Access Info invites open analysis of UK FCO documents

Madrid, 4 August 2014 – Access Info Europe called for fellow freedom of information activists to help analyse and discover the information and data held in the tens of UK Foreign and Commonwealth Office documents on negotiations in Brussels to revise the European Union’s transparency law, in a crowdsourcing initiative launched today.

Download the documents here!

These documents, obtained as a result of a four-year legal battle, are a unprecedented insight into the debate around the right of access to EU documents that has been going on since 2008, and could prove which EU countries are, and are not, transparency champions.

Dive into the data and help shed some light on the relations between the EU and Member States and the so-called “policy-laundering” phenomenon, whereby citizens are told the EU is to blame for certain decisions which actually involve full and proactive Member State representatives’ participation.

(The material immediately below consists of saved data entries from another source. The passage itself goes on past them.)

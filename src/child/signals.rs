//! Exit analysis for captive children.

use nix::sys::signal::Signal;
use nix::sys::wait::WaitStatus;

/// Exit code reported for a child that did not exit normally.
///
/// Deliberately outside 0..=255 so it cannot be confused with a real status.
pub const ABNORMAL_EXIT_CODE: i32 = 256;

/// Reason why a child process terminated.
#[derive(Debug, Clone, Copy, PartialEq, Eq)]
pub enum TerminationReason {
    /// Normal exit with status code.
    Exited(i32),
    /// Killed by signal.
    Signaled { signal: Signal, core_dumped: bool },
    /// Wait returned a status that is not a termination.
    Unknown,
}

impl TerminationReason {
    /// Check if this is a successful exit.
    pub fn is_success(&self) -> bool {
        matches!(self, Self::Exited(0))
    }

    /// The integer status: 0..=255 for a normal exit, [`ABNORMAL_EXIT_CODE`] otherwise.
    pub fn exit_code(&self) -> i32 {
        match self {
            Self::Exited(code) => *code,
            _ => ABNORMAL_EXIT_CODE,
        }
    }

    /// Status for a wrapping process to exit with, following the shell's
    /// `128 + signal` convention for signal deaths.
    pub fn shell_exit_code(&self) -> i32 {
        match self {
            Self::Exited(code) => *code,
            Self::Signaled { signal, .. } => 128 + *signal as i32,
            Self::Unknown => 1,
        }
    }

    /// Get a human-readable description.
    pub fn description(&self) -> String {
        match self {
            Self::Exited(code) => format!("exited with code {}", code),
            Self::Signaled {
                signal,
                core_dumped: true,
            } => format!("terminated abnormally by signal {} (core dumped)", signal),
            Self::Signaled { signal, .. } => {
                format!("terminated abnormally by signal {}", signal)
            }
            Self::Unknown => "terminated for an unknown reason".to_string(),
        }
    }
}

impl std::fmt::Display for TerminationReason {
    fn fmt(&self, f: &mut std::fmt::Formatter<'_>) -> std::fmt::Result {
        write!(f, "{}", self.description())
    }
}

/// Analyze a `WaitStatus` to determine the termination reason.
///
/// Returns `None` for statuses that do not mean the process is gone
/// (stopped, continued, still alive).
pub fn analyze_wait_status(status: WaitStatus) -> Option<TerminationReason> {
    match status {
        WaitStatus::Exited(_, code) => Some(TerminationReason::Exited(code)),
        WaitStatus::Signaled(_, signal, core_dumped) => Some(TerminationReason::Signaled {
            signal,
            core_dumped,
        }),
        _ => None,
    }
}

What are you waiting for? There are over a hundred documents with until-now unknown information, including: e-mails, meeting notes, papers for specialised committees, different proposals with their corresponding amendments etc.

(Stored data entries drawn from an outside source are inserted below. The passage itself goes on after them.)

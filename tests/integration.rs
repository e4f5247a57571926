//! Integration tests for the captive CLI.
//!
//! Every test wraps a standard Unix tool (`cat`, `tr`, `sh`) so that the
//! whole path from argv to child process to stdout is exercised.

use std::io::Read;

use assert_cmd::Command;
use base64::Engine;
use base64::engine::general_purpose::STANDARD;
use flate2::read::MultiGzDecoder;
use predicates::prelude::*;
use tempfile::tempdir;

/// Get a command for the captive binary.
fn captive() -> Command {
    #[allow(deprecated)]
    Command::cargo_bin("captive").unwrap()
}

fn encode_documents(documents: &[&str]) -> String {
    documents
        .iter()
        .map(|doc| format!("{}\n", STANDARD.encode(doc)))
        .collect()
}

fn decode_documents(output: &[u8]) -> Vec<String> {
    String::from_utf8_lossy(output)
        .lines()
        .map(|line| String::from_utf8(STANDARD.decode(line).unwrap()).unwrap())
        .collect()
}

fn sorted_lines(output: &[u8]) -> Vec<String> {
    let mut lines: Vec<String> = String::from_utf8_lossy(output)
        .lines()
        .map(str::to_string)
        .collect();
    lines.sort();
    lines
}

// ============================================================================
// Help and Version Tests
// ============================================================================

#[test]
fn test_help_displays() {
    captive()
        .arg("--help")
        .assert()
        .success()
        .stdout(predicate::str::contains("wrap-doc"))
        .stdout(predicate::str::contains("wrap-fold"))
        .stdout(predicate::str::contains("wrap-cache"))
        .stdout(predicate::str::contains("wrap-pool"))
        .stdout(predicate::str::contains("completions"));
}

#[test]
fn test_version_displays() {
    captive()
        .arg("--version")
        .assert()
        .success()
        .stdout(predicate::str::contains("captive"))
        .stdout(predicate::str::contains(env!("CARGO_PKG_VERSION")));
}

#[test]
fn test_missing_command_is_usage_error() {
    captive()
        .arg("wrap-doc")
        .assert()
        .code(2)
        .stderr(predicate::str::contains("COMMAND"));
}

// ============================================================================
// wrap-doc Tests
// ============================================================================

#[test]
fn test_wrap_doc_identity_round_trip() {
    let input = encode_documents(&["first line\nsecond line\n", "no trailing newline", "", "\n\n"]);

    captive()
        .args(["wrap-doc", "cat"])
        .write_stdin(input.clone())
        .assert()
        .success()
        .stdout(input);
}

#[test]
fn test_wrap_doc_transforms_lines() {
    let input = encode_documents(&["hello\nworld\n", "again"]);

    let output = captive()
        .args(["wrap-doc", "tr", "a-z", "A-Z"])
        .write_stdin(input)
        .output()
        .unwrap();

    assert!(output.status.success());
    assert_eq!(
        decode_documents(&output.stdout),
        vec!["HELLO\nWORLD\n".to_string(), "AGAIN".to_string()]
    );
}

#[test]
fn test_wrap_doc_launch_failure() {
    captive()
        .args(["wrap-doc", "/nonexistent/binary"])
        .write_stdin(encode_documents(&["x\n"]))
        .timeout(std::time::Duration::from_secs(30))
        .assert()
        .code(1)
        .stderr(predicate::str::contains("failed to launch"));
}

#[test]
fn test_wrap_doc_invalid_base64() {
    captive()
        .args(["wrap-doc", "cat"])
        .write_stdin("not base64!\n")
        .assert()
        .code(1)
        .stderr(predicate::str::contains("malformed input at unit 1"));
}

#[test]
fn test_wrap_doc_under_production() {
    captive()
        .args(["wrap-doc", "head", "-n", "1"])
        .write_stdin(encode_documents(&["a\n", "b\nc\n"]))
        .assert()
        .code(1)
        .stderr(predicate::str::contains("stopped producing"));
}

#[test]
fn test_wrap_doc_over_production() {
    captive()
        .args(["wrap-doc", "sh", "-c", "cat; echo extra"])
        .write_stdin(encode_documents(&["a\n"]))
        .assert()
        .code(1)
        .stderr(predicate::str::contains("more output than it was given"));
}

#[test]
fn test_child_exit_status_is_propagated() {
    let input = encode_documents(&["a\n"]);

    captive()
        .args(["wrap-doc", "sh", "-c", "cat; exit 7"])
        .write_stdin(input.clone())
        .assert()
        .code(7)
        .stdout(input);
}

#[test]
fn test_child_killed_by_signal() {
    captive()
        .args(["wrap-doc", "sh", "-c", "cat; kill -9 $$"])
        .write_stdin(encode_documents(&["a\n"]))
        .assert()
        .code(128 + 9);
}

// ============================================================================
// wrap-fold Tests
// ============================================================================

#[test]
fn test_wrap_fold_restores_lines() {
    let input = "the quick brown fox, jumps over the lazy dog.\n\
                 /usr/local/share/some/long/path/name\n\
                 unbreakablewordthatislongerthanthewidth\n\
                 \n";

    captive()
        .args(["wrap-fold", "-w", "8", "cat"])
        .write_stdin(input)
        .assert()
        .success()
        .stdout(input);
}

#[test]
fn test_wrap_fold_child_sees_short_lines() {
    // The child answers with each piece's length; -s keeps the spaces out of the pieces.
    let output = captive()
        .args([
            "wrap-fold",
            "-w",
            "6",
            "-s",
            "sh",
            "-c",
            "while IFS= read -r l; do echo \"${#l}\"; done",
        ])
        .write_stdin("aaaa bbbb cccc\n")
        .output()
        .unwrap();

    assert!(output.status.success());
    assert_eq!(String::from_utf8_lossy(&output.stdout), "4 4 4\n");
}

#[test]
fn test_wrap_fold_strip_delimiters_restores_lines() {
    // Delimiters withheld from the child come back in the output.
    let input = "one two, three: four-five six.seven\nab cd\n";

    captive()
        .args(["wrap-fold", "-s", "-w", "5", "--", "cat"])
        .write_stdin(input)
        .assert()
        .success()
        .stdout(input);
}

#[test]
fn test_wrap_fold_help_describes_strip() {
    captive()
        .args(["wrap-fold", "--help"])
        .assert()
        .success()
        .stdout(predicate::str::contains("Do not pass the delimiters"));
}

#[test]
fn test_wrap_fold_rejects_zero_width() {
    captive()
        .args(["wrap-fold", "-w", "0", "cat"])
        .write_stdin("x\n")
        .assert()
        .code(1)
        .stderr(predicate::str::contains("width"));
}

// ============================================================================
// wrap-cache Tests
// ============================================================================

#[test]
fn test_wrap_cache_calls_child_once_per_key() {
    let dir = tempdir().unwrap();
    let calls = dir.path().join("calls");
    let script = format!(
        "while IFS= read -r l; do echo x >> '{}'; echo \"$l!\"; done",
        calls.display()
    );

    captive()
        .args(["wrap-cache", "sh", "-c", &script])
        .write_stdin("a\nb\na\nc\na\n")
        .assert()
        .success()
        .stdout("a!\nb!\na!\nc!\na!\n");

    let recorded = std::fs::read_to_string(&calls).unwrap();
    assert_eq!(recorded.lines().count(), 3);
}

#[test]
fn test_wrap_cache_by_key_field() {
    // Lines sharing the first field share an answer, even if the rest differs.
    captive()
        .args(["wrap-cache", "-k", "1", "-t", ",", "tr", "a-z", "A-Z"])
        .write_stdin("k1,one\nk2,two\nk1,other\n")
        .assert()
        .success()
        .stdout("K1,ONE\nK2,TWO\nK1,ONE\n");
}

// ============================================================================
// wrap-pool Tests
// ============================================================================

#[test]
fn test_wrap_pool_lines_from_stdin() {
    let input: String = (0..500).map(|i| format!("line {i}\n")).collect();

    let output = captive()
        .args(["wrap-pool", "-j", "3", "--framing", "lines", "--", "cat"])
        .write_stdin(input.clone())
        .output()
        .unwrap();

    assert!(output.status.success());
    assert_eq!(sorted_lines(&output.stdout), sorted_lines(input.as_bytes()));
}

#[test]
fn test_wrap_pool_files_with_compression() {
    let dir = tempdir().unwrap();
    let first = dir.path().join("first.txt");
    let second = dir.path().join("second.txt");
    std::fs::write(&first, "a\nb\n").unwrap();
    std::fs::write(&second, "c\n").unwrap();

    let output = captive()
        .args(["wrap-pool", "-j", "2", "-z", "--framing", "lines", "-i"])
        .arg(&first)
        .arg(&second)
        .args(["--", "tr", "a-z", "A-Z"])
        .output()
        .unwrap();
    assert!(output.status.success());

    let mut text = String::new();
    MultiGzDecoder::new(output.stdout.as_slice())
        .read_to_string(&mut text)
        .unwrap();
    assert_eq!(sorted_lines(text.as_bytes()), vec!["A", "B", "C"]);
}

#[test]
fn test_wrap_pool_warc_records() {
    let record = |body: &str| {
        format!(
            "WARC/1.0\r\nContent-Length: {}\r\n\r\n{}\r\n\r\n",
            body.len(),
            body
        )
    };
    let input = format!("{}{}", record("one"), record("two\nlines"));

    let output = captive()
        .args(["wrap-pool", "-j", "1", "--", "cat"])
        .write_stdin(input.clone())
        .output()
        .unwrap();

    assert!(output.status.success());
    assert_eq!(String::from_utf8_lossy(&output.stdout), input);
}

#[test]
fn test_wrap_pool_child_failure() {
    captive()
        .args(["wrap-pool", "-j", "2", "--framing", "lines", "--", "sh", "-c", "cat; exit 3"])
        .write_stdin("a\nb\n")
        .assert()
        .code(1)
        .stderr(predicate::str::contains("exited with code 3"));
}

#[test]
fn test_wrap_pool_missing_input_file() {
    captive()
        .args(["wrap-pool", "-i", "/nonexistent/input.warc", "--", "cat"])
        .assert()
        .code(1)
        .stderr(predicate::str::contains("failed to open"));
}

// ============================================================================
// Completions Tests
// ============================================================================

#[test]
fn test_completions_bash() {
    captive()
        .args(["completions", "bash"])
        .assert()
        .success()
        .stdout(predicate::str::contains("_captive()"));
}

#[test]
fn test_completions_zsh() {
    captive()
        .args(["completions", "zsh"])
        .assert()
        .success()
        .stdout(predicate::str::contains("#compdef captive"));
}

// ============================================================================
// Global Options Tests
// ============================================================================

#[test]
fn test_quiet_by_default() {
    captive()
        .args(["wrap-doc", "cat"])
        .env_remove("RUST_LOG")
        .env_remove("CAPTIVE_LOG")
        .write_stdin(encode_documents(&["a\n"]))
        .assert()
        .success()
        .stderr(predicate::str::is_empty());
}

#[test]
fn test_verbose_logs_completion() {
    captive()
        .args(["-v", "--log-format", "compact", "wrap-doc", "cat"])
        .write_stdin(encode_documents(&["a\n"]))
        .assert()
        .success()
        .stderr(predicate::str::contains("Pipeline finished"));
}

#[test]
fn test_unwritable_log_file_is_reported() {
    let dir = tempdir().unwrap();
    let not_a_dir = dir.path().join("plain");
    std::fs::write(&not_a_dir, "").unwrap();

    captive()
        .arg("--log-file")
        .arg(not_a_dir.join("captive.log"))
        .args(["wrap-doc", "cat"])
        .write_stdin(encode_documents(&["a\n"]))
        .assert()
        .code(1)
        .stderr(predicate::str::contains("failed to open log file"))
        .stderr(predicate::str::contains("panicked").not());
}

#[test]
fn test_verbose_conflicts_with_quiet() {
    captive()
        .args(["-v", "-q", "wrap-doc", "cat"])
        .assert()
        .failure()
        .stderr(predicate::str::contains("cannot be used with"));
}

Access Info Europe can’t go through all this information alone, and because we believe these documents carry not only interesting but relevant data that should become public, we call on freedom of information activists to collaborate by analysing, visualising, and making the information public!

All help is welcome; the more we are, the richer the analysis, the better for transparency!

All documents obtained from the FCO are available in DocumentCloud here.

Please note that these documents describe in detail the proposed amendments article by article, so those with a background in law or expertise in right of access to information may find it easier to analyse the data and would be particularly welcome.